-------- Records to process
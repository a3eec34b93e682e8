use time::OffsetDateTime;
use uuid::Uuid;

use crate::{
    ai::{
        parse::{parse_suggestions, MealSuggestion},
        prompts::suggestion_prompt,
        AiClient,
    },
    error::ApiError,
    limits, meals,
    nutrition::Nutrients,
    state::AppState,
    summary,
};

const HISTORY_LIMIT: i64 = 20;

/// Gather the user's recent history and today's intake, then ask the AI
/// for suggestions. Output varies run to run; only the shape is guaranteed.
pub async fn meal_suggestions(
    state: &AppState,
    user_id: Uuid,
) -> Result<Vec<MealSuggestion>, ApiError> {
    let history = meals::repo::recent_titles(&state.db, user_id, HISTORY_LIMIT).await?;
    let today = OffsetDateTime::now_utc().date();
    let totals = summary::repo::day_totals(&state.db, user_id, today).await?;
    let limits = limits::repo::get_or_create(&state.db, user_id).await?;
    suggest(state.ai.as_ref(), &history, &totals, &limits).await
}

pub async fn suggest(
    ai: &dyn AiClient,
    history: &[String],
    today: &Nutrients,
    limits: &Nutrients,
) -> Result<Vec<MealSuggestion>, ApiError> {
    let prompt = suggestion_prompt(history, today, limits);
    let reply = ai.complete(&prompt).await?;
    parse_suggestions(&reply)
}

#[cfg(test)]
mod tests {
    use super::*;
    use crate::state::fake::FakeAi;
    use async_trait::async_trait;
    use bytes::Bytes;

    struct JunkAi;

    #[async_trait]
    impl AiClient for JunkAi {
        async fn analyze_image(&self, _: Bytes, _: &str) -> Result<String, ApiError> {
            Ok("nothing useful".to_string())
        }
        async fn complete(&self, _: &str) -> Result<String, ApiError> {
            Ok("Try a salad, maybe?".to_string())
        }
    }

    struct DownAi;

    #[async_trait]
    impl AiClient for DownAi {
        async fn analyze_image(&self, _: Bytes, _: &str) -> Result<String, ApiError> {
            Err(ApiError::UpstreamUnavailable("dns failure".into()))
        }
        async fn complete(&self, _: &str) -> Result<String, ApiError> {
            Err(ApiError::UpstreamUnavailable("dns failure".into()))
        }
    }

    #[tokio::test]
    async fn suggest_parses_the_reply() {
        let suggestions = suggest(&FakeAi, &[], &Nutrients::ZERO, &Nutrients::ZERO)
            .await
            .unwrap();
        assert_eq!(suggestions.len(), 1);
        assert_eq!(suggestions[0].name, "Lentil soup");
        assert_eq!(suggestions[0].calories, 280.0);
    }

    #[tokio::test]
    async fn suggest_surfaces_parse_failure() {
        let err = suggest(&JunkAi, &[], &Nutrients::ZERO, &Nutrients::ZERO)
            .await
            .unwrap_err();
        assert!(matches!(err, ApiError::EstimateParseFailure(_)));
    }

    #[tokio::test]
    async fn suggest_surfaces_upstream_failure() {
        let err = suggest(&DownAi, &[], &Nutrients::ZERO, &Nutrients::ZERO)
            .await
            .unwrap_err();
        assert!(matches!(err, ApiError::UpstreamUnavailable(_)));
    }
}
----------------
-------- Records to process
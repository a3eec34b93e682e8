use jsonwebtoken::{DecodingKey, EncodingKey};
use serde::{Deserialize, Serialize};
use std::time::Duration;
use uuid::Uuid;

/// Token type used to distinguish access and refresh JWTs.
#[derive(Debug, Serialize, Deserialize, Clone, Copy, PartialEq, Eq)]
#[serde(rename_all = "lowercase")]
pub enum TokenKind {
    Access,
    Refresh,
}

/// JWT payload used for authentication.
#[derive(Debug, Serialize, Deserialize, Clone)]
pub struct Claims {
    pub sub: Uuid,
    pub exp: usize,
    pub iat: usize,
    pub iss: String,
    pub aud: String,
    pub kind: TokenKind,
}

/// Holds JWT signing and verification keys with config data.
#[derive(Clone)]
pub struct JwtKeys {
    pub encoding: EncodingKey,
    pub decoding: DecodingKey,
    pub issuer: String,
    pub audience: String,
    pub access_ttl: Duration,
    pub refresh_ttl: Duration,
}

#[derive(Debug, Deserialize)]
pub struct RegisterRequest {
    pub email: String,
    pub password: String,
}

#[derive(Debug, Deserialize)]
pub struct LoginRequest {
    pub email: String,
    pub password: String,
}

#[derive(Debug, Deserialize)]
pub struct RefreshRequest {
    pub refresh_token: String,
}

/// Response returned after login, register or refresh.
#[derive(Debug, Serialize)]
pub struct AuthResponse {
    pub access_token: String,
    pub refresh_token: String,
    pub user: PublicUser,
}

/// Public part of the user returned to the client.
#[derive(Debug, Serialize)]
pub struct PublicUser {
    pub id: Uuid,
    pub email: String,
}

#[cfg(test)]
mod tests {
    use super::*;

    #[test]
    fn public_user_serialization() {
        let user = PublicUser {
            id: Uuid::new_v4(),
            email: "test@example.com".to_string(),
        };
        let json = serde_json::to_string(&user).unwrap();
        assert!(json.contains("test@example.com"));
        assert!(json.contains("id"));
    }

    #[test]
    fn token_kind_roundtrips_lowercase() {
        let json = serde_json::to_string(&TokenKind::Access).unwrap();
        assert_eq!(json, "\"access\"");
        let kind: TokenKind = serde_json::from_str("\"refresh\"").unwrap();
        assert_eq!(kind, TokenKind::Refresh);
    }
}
----------------
Directions for this task: Lines holding the word "example" in the records above: how many are there? Answer with the number only.

Problem solution: 2